GIVEN RECORDS >>
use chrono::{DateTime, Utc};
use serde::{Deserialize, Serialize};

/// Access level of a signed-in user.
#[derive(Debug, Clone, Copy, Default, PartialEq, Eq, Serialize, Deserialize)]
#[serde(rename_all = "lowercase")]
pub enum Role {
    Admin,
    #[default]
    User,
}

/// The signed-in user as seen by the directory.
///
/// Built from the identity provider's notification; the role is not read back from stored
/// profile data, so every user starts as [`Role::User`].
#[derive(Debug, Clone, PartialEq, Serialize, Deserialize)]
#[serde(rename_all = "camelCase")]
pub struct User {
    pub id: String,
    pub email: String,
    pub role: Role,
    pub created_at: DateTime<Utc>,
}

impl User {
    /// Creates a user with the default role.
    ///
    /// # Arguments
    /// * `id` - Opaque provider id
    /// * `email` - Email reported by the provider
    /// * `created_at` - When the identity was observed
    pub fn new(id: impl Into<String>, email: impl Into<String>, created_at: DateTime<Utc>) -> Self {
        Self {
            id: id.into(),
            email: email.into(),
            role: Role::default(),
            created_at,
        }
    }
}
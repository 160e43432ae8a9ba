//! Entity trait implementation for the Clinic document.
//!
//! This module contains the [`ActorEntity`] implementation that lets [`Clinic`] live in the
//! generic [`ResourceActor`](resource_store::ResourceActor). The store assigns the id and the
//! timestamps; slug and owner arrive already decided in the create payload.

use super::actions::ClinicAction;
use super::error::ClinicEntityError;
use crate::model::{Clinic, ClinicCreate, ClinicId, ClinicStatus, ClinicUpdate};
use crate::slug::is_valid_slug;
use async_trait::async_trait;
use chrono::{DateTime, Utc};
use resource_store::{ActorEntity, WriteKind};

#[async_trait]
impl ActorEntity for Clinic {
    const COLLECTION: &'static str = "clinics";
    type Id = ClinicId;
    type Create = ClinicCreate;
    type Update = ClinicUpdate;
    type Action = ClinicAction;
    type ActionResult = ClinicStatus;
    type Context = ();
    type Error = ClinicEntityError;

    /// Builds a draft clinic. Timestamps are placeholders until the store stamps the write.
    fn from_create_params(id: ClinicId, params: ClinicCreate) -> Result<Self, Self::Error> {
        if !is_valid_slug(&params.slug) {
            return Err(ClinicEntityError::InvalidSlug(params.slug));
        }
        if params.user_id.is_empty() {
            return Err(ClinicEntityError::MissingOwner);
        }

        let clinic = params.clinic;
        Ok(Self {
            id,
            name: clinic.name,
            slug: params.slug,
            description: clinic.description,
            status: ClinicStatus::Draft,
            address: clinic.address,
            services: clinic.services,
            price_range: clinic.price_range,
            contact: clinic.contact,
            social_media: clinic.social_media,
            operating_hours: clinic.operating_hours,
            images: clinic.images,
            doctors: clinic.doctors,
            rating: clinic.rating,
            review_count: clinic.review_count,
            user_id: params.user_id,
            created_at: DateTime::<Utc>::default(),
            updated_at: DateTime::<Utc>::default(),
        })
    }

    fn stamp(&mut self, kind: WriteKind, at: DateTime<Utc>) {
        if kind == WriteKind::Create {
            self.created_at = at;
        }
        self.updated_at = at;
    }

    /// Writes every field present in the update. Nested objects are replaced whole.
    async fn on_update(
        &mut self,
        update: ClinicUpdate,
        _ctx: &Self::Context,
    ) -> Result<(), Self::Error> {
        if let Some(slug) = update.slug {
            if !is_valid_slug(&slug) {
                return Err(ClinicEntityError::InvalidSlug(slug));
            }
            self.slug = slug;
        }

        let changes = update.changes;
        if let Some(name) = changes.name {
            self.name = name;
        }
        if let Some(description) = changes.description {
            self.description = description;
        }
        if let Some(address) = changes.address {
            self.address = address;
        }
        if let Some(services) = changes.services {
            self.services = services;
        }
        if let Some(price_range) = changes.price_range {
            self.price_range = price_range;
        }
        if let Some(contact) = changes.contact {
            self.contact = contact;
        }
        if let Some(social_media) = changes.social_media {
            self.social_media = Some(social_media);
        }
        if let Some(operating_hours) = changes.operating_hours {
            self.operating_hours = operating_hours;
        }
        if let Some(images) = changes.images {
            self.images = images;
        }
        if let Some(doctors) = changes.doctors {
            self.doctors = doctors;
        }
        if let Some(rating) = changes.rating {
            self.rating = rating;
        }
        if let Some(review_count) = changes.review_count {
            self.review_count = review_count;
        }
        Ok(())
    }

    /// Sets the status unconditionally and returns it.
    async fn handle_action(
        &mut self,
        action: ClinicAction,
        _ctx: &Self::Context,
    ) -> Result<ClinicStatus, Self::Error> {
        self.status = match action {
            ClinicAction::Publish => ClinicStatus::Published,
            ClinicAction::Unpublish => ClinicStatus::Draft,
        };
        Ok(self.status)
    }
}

WORK INSTRUCTION >> Say how many lines in the records hold the string "Deserialize", and say nothing else.

TASK SOLUTION >> 3